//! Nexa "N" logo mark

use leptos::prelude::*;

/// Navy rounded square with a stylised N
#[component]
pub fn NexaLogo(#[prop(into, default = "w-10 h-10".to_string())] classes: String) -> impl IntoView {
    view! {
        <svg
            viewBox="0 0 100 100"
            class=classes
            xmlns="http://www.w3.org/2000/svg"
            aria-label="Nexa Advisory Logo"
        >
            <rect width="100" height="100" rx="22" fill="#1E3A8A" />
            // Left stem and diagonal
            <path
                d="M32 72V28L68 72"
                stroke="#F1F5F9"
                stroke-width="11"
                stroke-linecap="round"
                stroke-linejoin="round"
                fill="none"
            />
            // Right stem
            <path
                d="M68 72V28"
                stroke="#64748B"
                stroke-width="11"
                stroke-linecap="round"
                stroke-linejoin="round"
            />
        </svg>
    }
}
----
## Exercise aim
All entries above need to be copied verbatim.

## Solution to this task
//! Nexa "N" logo mark

use leptos::prelude::*;

/// Navy rounded square with a stylised N
#[component]
pub fn NexaLogo(#[prop(into, default = "w-10 h-10".to_string())] classes: String) -> impl IntoView {
    view! {
        <svg
            viewBox="0 0 100 100"
            class=classes
            xmlns="http://www.w3.org/2000/svg"
            aria-label="Nexa Advisory Logo"
        >
            <rect width="100" height="100" rx="22" fill="#1E3A8A" />
            // Left stem and diagonal
            <path
                d="M32 72V28L68 72"
                stroke="#F1F5F9"
                stroke-width="11"
                stroke-linecap="round"
                stroke-linejoin="round"
                fill="none"
            />
            // Right stem
            <path
                d="M68 72V28"
                stroke="#64748B"
                stroke-width="11"
                stroke-linecap="round"
                stroke-linejoin="round"
            />
        </svg>
    }
}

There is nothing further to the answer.